* [Task brief] Only lines holding "followed" are needed; copy each of them from the data below.

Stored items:
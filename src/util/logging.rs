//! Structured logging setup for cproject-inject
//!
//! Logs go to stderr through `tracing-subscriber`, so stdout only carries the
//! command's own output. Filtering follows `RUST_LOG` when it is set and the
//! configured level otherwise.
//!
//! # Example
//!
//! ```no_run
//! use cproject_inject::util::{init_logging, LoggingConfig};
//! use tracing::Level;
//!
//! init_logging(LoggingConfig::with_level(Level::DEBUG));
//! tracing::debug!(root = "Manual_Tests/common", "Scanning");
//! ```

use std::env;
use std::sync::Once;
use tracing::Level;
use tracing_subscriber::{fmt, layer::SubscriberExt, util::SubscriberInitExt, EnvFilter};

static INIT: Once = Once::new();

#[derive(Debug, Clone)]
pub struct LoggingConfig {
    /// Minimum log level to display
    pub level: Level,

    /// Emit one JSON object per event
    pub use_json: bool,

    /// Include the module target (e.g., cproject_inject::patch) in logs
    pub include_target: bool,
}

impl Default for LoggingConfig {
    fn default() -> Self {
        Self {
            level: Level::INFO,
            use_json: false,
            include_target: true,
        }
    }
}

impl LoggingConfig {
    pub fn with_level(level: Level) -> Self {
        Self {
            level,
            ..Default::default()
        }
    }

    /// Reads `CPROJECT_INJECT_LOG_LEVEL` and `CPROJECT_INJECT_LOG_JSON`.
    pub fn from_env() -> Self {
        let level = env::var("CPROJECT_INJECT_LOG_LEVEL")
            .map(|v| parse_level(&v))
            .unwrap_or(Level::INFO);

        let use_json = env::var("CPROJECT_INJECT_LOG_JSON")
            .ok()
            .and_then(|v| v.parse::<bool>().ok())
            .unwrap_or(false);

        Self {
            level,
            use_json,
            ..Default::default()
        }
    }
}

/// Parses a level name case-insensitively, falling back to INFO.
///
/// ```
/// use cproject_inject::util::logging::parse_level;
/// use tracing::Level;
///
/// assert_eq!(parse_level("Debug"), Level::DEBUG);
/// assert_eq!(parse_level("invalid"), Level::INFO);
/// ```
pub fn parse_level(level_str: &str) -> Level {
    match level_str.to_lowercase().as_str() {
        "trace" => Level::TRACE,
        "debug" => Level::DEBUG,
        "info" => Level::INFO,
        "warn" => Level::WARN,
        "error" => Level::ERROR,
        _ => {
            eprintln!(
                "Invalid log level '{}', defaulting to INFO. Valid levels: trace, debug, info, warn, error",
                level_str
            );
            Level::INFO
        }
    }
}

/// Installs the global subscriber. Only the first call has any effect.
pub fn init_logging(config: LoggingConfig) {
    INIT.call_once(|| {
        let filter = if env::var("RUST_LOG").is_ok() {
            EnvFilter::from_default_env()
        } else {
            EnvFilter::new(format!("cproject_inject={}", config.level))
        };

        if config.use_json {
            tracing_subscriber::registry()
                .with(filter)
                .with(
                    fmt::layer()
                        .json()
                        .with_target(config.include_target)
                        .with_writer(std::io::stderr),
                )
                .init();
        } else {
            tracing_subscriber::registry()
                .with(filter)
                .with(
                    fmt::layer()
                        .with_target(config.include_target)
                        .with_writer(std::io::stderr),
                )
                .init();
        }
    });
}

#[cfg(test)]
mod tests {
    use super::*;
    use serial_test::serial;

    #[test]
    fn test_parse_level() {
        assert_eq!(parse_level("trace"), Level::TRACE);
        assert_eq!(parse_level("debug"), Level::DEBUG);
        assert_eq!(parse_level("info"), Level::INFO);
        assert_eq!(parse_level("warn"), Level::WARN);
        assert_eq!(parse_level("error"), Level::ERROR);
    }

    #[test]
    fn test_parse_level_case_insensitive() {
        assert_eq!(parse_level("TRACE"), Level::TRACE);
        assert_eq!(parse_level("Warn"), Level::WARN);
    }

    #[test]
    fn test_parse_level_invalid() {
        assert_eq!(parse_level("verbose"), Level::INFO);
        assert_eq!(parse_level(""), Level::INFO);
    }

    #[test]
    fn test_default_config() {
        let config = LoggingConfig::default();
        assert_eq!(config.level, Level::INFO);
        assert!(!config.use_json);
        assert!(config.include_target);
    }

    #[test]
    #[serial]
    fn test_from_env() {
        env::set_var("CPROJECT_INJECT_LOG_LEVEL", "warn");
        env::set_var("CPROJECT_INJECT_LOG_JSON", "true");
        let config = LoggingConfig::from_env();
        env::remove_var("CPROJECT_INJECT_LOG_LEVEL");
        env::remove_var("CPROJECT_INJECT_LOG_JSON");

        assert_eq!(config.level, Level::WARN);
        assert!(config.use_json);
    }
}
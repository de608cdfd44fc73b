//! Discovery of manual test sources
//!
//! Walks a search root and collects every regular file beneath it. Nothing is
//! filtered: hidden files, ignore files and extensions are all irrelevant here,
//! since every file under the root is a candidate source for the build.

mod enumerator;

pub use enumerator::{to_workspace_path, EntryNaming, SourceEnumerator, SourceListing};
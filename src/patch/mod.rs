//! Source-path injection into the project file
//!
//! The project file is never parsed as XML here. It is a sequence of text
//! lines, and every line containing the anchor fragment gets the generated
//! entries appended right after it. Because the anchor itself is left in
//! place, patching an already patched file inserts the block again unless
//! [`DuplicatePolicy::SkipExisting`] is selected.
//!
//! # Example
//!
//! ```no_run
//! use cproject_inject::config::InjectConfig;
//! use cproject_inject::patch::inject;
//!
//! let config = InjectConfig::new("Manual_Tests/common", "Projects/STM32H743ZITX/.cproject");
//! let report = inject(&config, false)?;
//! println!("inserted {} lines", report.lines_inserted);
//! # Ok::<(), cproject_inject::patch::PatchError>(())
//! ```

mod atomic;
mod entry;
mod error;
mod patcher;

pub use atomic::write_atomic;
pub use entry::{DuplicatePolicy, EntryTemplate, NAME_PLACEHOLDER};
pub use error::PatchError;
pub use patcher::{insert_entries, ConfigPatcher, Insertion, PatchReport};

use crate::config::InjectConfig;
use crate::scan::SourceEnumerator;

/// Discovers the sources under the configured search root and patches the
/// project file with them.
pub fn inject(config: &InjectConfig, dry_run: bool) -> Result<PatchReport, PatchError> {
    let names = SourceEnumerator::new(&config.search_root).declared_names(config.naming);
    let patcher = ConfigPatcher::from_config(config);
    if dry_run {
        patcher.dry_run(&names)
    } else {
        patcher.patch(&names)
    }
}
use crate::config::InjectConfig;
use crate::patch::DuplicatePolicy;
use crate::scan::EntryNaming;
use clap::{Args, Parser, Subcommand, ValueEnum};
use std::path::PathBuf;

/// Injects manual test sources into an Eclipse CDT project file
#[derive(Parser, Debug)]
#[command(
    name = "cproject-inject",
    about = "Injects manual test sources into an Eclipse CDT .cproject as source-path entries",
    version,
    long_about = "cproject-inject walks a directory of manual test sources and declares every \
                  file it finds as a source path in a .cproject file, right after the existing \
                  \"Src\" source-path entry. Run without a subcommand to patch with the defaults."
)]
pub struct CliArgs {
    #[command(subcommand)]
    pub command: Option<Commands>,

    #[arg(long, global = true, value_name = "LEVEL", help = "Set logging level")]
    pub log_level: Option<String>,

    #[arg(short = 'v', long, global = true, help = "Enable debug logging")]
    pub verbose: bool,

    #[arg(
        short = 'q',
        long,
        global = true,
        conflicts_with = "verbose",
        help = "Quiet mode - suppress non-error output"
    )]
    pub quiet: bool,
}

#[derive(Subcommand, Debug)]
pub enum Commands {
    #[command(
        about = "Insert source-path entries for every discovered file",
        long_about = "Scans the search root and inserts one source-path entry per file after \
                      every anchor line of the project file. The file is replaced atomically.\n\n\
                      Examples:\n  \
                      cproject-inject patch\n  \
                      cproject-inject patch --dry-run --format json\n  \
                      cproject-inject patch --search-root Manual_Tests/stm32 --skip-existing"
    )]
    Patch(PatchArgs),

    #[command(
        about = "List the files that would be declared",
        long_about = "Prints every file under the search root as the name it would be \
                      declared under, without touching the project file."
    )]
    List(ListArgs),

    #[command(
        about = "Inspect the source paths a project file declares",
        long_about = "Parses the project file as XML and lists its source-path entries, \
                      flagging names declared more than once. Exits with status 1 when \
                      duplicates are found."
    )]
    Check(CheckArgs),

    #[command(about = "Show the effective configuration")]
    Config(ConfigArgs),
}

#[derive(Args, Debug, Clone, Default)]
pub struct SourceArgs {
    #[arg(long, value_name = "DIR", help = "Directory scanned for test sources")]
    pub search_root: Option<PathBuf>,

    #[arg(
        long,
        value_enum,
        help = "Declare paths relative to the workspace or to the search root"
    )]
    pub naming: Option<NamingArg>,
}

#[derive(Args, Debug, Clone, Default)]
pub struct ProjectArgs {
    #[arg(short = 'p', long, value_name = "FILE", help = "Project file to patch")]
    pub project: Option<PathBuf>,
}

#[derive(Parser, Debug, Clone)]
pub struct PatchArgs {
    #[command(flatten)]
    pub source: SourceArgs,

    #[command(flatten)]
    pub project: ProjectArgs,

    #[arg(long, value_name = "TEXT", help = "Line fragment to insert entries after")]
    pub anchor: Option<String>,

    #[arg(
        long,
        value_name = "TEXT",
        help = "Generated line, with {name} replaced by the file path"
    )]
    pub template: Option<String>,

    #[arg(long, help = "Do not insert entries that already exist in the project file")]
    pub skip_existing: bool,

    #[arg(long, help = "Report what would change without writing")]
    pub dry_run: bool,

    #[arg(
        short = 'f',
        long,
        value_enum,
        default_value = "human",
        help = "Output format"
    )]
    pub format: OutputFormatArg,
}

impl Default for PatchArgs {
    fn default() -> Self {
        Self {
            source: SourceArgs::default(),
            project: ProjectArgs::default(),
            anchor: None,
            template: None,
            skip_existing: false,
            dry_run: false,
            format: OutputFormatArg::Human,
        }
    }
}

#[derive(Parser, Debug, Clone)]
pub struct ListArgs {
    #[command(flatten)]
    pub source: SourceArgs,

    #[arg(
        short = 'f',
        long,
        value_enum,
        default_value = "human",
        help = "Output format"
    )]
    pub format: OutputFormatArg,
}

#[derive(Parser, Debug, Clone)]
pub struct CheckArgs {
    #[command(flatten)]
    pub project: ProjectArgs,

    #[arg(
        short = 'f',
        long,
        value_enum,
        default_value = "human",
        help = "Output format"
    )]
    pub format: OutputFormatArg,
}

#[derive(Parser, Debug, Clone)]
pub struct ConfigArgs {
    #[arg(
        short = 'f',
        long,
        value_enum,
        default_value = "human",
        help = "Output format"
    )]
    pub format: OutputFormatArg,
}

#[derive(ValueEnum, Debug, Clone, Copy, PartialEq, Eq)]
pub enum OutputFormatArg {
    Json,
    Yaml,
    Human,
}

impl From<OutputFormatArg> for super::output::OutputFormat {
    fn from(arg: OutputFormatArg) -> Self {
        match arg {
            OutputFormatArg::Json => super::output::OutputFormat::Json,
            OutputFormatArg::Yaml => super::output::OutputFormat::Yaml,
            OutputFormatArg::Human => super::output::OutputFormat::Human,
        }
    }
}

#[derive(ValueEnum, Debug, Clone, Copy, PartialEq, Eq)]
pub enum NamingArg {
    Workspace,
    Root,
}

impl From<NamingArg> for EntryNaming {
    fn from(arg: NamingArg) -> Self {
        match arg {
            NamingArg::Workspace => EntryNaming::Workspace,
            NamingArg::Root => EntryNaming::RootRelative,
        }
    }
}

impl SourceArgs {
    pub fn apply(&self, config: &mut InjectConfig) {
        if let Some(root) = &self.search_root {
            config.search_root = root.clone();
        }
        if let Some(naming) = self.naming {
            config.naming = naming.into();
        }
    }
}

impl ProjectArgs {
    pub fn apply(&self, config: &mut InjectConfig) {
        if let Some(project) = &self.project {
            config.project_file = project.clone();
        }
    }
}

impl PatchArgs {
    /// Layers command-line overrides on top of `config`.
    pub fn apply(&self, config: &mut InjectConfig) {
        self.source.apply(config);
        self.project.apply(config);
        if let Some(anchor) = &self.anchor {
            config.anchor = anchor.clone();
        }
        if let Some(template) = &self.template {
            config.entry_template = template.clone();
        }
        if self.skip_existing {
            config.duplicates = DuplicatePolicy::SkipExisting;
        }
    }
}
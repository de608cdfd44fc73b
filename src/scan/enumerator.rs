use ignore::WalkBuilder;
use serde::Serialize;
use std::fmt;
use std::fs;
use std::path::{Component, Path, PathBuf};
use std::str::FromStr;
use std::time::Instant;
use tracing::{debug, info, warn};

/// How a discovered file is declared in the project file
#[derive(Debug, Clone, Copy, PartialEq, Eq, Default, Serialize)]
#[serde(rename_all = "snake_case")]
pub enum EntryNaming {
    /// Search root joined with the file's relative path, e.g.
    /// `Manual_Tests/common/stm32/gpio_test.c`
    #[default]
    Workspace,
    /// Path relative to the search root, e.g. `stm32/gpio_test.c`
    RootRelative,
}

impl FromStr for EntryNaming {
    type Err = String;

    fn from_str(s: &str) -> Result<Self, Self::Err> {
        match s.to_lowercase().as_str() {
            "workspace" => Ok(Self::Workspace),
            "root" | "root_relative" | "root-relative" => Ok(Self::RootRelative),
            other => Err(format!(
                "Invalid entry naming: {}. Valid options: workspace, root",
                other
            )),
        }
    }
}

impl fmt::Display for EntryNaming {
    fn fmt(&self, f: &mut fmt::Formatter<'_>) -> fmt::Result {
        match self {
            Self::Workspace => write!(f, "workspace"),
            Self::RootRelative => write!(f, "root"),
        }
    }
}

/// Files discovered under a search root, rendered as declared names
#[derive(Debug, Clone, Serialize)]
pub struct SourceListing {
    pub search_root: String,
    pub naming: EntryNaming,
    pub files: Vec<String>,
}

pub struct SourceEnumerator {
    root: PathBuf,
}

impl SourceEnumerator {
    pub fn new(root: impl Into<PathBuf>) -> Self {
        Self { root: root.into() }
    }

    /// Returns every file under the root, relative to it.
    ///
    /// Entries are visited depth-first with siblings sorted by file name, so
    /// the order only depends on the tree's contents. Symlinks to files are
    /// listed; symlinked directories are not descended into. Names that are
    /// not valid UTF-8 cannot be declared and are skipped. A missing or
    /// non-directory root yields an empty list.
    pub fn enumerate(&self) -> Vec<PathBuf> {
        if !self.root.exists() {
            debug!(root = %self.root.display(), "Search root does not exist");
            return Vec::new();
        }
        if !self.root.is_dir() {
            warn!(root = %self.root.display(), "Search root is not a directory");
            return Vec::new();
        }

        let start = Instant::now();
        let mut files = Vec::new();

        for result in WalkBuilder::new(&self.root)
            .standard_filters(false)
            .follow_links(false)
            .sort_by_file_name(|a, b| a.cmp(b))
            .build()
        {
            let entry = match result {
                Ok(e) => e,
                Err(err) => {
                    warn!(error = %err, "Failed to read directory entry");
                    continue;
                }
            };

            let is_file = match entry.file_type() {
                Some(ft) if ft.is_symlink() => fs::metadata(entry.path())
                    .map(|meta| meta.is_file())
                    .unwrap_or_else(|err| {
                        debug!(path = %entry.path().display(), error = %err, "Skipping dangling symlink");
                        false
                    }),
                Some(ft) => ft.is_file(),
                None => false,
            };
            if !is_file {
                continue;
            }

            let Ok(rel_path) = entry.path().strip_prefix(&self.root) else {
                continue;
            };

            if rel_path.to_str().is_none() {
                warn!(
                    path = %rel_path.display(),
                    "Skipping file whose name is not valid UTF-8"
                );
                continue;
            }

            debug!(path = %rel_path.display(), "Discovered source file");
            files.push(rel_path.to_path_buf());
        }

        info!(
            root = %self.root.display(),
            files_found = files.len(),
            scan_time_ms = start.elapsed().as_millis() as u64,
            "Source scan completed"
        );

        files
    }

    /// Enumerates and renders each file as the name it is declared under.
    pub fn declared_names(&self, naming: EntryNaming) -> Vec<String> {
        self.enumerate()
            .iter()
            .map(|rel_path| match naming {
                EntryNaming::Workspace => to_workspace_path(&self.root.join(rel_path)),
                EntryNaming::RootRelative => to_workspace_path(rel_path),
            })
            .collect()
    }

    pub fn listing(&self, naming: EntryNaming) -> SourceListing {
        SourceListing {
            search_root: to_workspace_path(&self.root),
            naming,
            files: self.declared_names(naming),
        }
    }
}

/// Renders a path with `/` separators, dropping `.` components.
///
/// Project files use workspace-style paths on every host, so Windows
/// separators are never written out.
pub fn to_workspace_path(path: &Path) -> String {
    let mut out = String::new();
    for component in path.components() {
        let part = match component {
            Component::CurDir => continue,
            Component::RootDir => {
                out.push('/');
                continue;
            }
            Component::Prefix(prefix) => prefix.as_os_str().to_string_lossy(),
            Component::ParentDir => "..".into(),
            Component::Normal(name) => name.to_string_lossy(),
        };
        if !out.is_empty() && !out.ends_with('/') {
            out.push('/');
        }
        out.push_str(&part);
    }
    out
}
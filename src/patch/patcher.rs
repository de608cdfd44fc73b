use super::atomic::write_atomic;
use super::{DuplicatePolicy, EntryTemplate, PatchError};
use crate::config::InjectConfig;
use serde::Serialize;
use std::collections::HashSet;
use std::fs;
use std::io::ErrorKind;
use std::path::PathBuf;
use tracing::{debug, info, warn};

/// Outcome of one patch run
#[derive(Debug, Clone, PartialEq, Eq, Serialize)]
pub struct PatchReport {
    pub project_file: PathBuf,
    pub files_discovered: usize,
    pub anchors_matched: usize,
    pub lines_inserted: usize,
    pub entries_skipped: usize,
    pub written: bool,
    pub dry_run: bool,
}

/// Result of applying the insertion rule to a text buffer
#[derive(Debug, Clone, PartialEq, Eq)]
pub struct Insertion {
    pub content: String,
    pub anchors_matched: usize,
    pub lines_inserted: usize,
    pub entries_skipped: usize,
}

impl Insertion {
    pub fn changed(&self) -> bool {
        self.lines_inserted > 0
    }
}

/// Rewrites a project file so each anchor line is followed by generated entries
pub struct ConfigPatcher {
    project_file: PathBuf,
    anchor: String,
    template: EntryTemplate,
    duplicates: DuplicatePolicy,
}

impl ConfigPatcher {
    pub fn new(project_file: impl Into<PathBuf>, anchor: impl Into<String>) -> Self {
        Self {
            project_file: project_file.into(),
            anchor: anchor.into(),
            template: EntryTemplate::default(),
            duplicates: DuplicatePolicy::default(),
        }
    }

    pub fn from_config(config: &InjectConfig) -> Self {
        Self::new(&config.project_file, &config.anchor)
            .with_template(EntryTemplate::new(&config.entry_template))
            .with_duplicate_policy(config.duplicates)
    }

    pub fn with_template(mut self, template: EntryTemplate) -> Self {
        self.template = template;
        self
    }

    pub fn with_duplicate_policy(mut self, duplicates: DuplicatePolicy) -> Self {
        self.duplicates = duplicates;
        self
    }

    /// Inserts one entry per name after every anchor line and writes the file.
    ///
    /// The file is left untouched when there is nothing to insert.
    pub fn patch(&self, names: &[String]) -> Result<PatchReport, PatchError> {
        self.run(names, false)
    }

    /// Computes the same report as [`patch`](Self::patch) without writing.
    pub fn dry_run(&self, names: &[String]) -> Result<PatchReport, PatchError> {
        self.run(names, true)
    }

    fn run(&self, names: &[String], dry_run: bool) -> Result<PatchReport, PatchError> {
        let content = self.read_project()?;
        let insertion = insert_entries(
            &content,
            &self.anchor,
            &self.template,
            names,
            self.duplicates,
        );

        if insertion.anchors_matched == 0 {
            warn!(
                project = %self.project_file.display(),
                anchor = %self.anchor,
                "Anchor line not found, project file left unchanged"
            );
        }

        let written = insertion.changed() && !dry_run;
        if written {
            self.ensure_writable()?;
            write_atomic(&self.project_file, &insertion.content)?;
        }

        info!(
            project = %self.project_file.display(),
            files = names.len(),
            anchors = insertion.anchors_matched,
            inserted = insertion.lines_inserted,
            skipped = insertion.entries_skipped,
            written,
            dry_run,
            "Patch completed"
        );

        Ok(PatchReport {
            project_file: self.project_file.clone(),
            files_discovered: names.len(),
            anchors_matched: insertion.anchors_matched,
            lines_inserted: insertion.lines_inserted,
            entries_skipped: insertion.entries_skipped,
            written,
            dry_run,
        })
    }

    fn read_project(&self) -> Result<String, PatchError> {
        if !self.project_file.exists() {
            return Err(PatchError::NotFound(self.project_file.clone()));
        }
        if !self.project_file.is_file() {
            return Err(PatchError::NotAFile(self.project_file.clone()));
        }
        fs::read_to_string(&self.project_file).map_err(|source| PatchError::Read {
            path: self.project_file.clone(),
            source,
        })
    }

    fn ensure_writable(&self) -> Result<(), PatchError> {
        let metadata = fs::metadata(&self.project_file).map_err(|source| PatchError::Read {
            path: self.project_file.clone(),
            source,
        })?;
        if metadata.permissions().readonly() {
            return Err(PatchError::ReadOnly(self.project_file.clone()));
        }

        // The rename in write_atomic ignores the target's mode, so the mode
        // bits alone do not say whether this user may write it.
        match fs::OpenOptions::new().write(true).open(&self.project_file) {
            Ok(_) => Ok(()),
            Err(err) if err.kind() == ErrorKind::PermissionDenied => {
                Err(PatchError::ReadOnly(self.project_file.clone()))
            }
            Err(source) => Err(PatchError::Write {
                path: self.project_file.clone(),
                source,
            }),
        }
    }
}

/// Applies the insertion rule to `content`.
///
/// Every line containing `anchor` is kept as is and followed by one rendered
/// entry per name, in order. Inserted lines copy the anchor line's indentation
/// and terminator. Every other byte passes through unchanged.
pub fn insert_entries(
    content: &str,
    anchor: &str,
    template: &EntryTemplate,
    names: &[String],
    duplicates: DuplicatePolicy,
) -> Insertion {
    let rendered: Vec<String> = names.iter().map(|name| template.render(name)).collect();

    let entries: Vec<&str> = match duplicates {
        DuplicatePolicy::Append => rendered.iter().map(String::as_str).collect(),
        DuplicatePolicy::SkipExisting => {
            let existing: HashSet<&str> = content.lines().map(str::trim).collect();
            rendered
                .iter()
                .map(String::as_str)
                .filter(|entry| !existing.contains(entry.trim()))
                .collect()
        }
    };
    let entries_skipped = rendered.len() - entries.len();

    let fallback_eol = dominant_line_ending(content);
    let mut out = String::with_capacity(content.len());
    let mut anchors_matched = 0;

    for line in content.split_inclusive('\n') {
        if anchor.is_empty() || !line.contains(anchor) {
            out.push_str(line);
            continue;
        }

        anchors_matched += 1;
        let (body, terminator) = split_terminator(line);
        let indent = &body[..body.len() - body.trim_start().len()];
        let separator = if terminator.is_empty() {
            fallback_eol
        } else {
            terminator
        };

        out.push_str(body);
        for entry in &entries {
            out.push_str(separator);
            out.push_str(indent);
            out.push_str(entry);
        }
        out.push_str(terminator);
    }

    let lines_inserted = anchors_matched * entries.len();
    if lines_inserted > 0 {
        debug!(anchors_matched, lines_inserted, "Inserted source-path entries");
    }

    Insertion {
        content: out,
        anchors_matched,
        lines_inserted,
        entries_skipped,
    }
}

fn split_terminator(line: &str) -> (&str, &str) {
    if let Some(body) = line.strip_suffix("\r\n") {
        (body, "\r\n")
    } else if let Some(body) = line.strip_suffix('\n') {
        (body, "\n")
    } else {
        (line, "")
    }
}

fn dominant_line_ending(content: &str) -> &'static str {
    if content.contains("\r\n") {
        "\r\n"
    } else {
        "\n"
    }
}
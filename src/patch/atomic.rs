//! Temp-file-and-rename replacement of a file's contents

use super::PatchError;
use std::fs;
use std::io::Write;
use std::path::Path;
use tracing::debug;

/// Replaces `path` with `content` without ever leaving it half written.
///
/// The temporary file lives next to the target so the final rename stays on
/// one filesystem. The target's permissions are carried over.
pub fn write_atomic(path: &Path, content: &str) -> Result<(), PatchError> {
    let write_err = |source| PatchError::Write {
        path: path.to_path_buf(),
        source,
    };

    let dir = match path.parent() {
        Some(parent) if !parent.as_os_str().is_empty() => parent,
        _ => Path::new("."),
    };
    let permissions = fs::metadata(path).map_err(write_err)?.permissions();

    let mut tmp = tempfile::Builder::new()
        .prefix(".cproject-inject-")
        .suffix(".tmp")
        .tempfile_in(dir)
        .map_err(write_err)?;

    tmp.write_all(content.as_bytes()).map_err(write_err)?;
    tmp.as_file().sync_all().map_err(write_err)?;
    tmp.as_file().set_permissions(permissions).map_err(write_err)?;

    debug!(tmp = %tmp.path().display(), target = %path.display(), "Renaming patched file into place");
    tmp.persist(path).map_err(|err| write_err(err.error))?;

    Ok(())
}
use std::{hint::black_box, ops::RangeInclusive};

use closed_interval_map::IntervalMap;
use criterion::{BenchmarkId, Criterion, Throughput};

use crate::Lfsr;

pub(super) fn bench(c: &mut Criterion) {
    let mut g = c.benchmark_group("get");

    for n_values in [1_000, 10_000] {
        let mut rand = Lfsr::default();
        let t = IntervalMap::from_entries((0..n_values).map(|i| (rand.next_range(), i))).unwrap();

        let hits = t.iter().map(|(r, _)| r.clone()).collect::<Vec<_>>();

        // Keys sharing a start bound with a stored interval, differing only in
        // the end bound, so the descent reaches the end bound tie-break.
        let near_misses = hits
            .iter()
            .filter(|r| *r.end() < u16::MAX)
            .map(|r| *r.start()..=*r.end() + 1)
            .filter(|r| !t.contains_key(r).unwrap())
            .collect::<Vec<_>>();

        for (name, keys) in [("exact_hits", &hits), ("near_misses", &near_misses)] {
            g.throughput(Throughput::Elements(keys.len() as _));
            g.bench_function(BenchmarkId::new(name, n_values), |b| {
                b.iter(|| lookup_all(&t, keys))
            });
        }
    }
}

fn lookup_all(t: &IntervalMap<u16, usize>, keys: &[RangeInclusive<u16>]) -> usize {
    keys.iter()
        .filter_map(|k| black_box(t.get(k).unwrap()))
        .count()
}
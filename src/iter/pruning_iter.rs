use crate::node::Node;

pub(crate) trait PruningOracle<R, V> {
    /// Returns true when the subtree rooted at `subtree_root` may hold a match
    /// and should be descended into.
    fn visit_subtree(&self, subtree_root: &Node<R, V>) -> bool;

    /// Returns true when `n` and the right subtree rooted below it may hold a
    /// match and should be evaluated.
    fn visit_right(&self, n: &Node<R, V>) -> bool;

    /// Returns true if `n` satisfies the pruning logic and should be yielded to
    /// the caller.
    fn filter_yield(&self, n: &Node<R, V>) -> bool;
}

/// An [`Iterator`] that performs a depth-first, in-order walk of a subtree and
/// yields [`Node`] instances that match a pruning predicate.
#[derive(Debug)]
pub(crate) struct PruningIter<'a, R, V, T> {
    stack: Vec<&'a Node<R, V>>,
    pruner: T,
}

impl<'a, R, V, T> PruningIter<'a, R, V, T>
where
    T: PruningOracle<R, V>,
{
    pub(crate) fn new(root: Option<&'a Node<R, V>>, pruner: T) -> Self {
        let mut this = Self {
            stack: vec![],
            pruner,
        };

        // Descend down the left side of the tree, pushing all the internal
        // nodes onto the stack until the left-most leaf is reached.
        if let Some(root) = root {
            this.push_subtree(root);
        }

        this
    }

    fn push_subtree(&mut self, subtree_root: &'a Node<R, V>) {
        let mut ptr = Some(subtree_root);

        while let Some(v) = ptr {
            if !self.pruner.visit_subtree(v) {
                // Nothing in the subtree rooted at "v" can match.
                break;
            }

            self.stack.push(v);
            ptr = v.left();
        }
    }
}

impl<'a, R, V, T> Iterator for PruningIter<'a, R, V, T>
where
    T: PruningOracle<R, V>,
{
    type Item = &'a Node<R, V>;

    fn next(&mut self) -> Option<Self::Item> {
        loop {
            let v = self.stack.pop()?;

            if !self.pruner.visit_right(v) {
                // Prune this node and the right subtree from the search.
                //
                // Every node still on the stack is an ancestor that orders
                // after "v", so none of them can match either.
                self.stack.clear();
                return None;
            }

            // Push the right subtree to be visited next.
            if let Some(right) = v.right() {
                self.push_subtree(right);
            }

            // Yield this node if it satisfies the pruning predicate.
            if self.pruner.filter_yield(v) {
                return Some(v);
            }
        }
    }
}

* [Answer below]
/// Rewrites a project file so each anchor line is followed by generated entries
/// Every line containing `anchor` is kept as is and followed by one rendered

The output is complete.